● Your objective
Only the lines from the one containing "one ledger endpoint." through the end of the material are to be echoed, each exactly as it appears.

--

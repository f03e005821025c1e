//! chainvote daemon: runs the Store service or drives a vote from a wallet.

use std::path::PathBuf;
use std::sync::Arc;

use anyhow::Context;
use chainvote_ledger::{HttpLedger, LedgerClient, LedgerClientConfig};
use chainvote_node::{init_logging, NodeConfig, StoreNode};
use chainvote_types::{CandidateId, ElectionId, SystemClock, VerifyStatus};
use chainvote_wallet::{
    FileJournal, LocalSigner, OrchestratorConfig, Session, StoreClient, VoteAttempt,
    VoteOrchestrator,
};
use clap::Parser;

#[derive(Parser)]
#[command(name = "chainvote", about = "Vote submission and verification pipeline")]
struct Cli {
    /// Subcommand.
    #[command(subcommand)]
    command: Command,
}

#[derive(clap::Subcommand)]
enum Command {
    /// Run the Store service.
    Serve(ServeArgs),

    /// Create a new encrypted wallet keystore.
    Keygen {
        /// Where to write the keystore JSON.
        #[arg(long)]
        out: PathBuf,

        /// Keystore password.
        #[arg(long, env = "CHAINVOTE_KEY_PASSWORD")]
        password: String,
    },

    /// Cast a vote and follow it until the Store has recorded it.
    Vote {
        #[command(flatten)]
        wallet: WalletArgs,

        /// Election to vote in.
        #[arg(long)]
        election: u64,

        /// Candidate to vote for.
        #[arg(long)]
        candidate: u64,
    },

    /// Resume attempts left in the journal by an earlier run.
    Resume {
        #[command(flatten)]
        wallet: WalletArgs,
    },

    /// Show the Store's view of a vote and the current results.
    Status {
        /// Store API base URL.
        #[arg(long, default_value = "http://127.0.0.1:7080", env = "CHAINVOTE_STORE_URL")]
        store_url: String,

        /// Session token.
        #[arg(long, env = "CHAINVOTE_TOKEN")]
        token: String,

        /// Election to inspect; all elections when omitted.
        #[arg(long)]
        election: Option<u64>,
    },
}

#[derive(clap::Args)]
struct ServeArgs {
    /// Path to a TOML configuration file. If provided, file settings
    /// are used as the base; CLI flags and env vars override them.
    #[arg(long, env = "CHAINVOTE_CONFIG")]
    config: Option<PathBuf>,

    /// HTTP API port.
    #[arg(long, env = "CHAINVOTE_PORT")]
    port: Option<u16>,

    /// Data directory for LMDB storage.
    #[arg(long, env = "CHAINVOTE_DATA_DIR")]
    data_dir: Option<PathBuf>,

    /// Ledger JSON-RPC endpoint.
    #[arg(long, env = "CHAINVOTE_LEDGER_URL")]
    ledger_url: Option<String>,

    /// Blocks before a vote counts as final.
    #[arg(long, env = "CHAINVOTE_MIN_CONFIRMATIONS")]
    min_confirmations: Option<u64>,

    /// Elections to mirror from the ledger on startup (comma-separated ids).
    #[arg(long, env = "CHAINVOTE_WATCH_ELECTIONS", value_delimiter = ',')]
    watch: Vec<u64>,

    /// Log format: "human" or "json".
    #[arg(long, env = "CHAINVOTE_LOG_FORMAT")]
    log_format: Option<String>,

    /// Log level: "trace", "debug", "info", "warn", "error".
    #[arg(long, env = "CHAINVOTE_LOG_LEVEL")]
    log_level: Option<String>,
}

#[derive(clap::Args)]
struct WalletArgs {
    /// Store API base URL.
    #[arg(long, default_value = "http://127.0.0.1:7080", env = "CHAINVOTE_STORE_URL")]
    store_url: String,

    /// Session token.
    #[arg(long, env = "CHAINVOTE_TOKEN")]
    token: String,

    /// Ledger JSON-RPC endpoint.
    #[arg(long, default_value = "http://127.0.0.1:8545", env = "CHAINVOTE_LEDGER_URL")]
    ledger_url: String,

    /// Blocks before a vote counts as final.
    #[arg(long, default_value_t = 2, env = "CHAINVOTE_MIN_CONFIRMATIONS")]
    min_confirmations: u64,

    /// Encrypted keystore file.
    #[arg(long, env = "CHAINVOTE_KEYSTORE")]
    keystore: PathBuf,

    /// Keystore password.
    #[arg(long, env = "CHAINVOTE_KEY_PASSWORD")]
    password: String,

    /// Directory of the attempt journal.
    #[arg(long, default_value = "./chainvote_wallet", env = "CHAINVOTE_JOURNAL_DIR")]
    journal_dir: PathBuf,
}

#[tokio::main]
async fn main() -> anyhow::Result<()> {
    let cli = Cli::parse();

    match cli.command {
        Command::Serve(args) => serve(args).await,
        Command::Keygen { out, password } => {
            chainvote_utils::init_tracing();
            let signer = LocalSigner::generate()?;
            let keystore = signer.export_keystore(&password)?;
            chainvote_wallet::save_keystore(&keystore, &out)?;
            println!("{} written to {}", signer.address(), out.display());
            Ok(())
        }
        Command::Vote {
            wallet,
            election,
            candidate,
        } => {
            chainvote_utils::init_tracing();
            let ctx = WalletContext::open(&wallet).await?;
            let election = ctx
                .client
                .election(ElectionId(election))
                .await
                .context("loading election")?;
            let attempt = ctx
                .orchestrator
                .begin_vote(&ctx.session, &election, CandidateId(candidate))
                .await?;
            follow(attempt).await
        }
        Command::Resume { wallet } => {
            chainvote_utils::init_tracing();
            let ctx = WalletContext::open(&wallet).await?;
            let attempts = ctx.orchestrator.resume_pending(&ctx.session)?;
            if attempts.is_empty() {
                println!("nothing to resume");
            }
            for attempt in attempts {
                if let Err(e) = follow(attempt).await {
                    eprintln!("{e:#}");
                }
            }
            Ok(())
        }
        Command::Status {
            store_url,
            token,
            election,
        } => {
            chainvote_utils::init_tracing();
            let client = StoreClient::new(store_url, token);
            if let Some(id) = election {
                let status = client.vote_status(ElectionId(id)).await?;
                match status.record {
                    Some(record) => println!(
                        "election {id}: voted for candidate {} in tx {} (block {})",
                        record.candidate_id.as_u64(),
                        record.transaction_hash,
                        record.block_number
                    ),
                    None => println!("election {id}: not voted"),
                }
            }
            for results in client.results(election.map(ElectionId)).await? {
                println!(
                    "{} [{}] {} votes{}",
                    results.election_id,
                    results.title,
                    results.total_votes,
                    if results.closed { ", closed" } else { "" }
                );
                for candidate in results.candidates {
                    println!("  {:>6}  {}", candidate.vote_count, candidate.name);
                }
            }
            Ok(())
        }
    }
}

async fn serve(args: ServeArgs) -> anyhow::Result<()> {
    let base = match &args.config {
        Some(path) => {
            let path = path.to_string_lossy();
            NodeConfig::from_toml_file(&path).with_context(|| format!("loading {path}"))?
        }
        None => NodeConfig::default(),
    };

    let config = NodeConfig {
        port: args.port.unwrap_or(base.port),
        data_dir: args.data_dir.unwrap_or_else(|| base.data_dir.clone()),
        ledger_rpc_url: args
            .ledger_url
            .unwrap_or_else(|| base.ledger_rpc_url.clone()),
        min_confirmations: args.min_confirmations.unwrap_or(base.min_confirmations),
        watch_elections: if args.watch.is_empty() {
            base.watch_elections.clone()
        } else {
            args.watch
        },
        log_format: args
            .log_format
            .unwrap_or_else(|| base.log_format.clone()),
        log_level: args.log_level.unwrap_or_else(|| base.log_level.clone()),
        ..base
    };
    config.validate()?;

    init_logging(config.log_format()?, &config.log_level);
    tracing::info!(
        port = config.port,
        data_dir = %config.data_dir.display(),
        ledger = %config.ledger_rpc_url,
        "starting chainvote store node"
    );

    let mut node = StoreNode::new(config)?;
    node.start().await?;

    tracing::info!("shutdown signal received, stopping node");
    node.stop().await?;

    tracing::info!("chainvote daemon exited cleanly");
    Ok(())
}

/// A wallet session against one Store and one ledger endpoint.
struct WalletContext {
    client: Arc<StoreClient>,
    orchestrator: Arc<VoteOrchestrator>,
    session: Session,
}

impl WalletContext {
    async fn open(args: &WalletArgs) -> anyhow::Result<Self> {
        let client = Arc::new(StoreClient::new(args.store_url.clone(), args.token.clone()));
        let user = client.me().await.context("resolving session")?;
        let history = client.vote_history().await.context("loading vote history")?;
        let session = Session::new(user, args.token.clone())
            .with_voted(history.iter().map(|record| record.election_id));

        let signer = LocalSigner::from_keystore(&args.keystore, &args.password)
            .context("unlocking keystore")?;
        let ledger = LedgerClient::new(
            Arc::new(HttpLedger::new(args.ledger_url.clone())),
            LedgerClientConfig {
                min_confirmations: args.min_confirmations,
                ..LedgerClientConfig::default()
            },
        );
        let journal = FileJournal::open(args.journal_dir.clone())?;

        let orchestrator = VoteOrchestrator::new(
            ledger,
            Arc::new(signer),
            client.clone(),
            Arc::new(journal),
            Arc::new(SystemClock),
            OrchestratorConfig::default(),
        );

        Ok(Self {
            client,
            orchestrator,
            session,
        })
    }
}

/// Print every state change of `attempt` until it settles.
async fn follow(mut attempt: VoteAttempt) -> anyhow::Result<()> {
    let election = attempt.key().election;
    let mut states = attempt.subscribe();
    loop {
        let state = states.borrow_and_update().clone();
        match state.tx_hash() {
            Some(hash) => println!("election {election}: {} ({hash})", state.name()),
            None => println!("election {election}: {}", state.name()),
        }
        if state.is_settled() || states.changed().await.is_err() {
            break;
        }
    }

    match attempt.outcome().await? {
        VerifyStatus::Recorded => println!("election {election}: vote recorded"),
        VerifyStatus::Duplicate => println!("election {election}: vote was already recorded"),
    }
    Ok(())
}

--

● Answer area
/// A wallet session against one Store and one ledger endpoint.
struct WalletContext {
    client: Arc<StoreClient>,
    orchestrator: Arc<VoteOrchestrator>,
    session: Session,
}

impl WalletContext {
    async fn open(args: &WalletArgs) -> anyhow::Result<Self> {
        let client = Arc::new(StoreClient::new(args.store_url.clone(), args.token.clone()));
        let user = client.me().await.context("resolving session")?;
        let history = client.vote_history().await.context("loading vote history")?;
        let session = Session::new(user, args.token.clone())
            .with_voted(history.iter().map(|record| record.election_id));

        let signer = LocalSigner::from_keystore(&args.keystore, &args.password)
            .context("unlocking keystore")?;
        let ledger = LedgerClient::new(
            Arc::new(HttpLedger::new(args.ledger_url.clone())),
            LedgerClientConfig {
                min_confirmations: args.min_confirmations,
                ..LedgerClientConfig::default()
            },
        );
        let journal = FileJournal::open(args.journal_dir.clone())?;

        let orchestrator = VoteOrchestrator::new(
            ledger,
            Arc::new(signer),
            client.clone(),
            Arc::new(journal),
            Arc::new(SystemClock),
            OrchestratorConfig::default(),
        );

        Ok(Self {
            client,
            orchestrator,
            session,
        })
    }
}

/// Print every state change of `attempt` until it settles.
async fn follow(mut attempt: VoteAttempt) -> anyhow::Result<()> {
    let election = attempt.key().election;
    let mut states = attempt.subscribe();
    loop {
        let state = states.borrow_and_update().clone();
        match state.tx_hash() {
            Some(hash) => println!("election {election}: {} ({hash})", state.name()),
            None => println!("election {election}: {}", state.name()),
        }
        if state.is_settled() || states.changed().await.is_err() {
            break;
        }
    }

    match attempt.outcome().await? {
        VerifyStatus::Recorded => println!("election {election}: vote recorded"),
        VerifyStatus::Duplicate => println!("election {election}: vote was already recorded"),
    }
    Ok(())
}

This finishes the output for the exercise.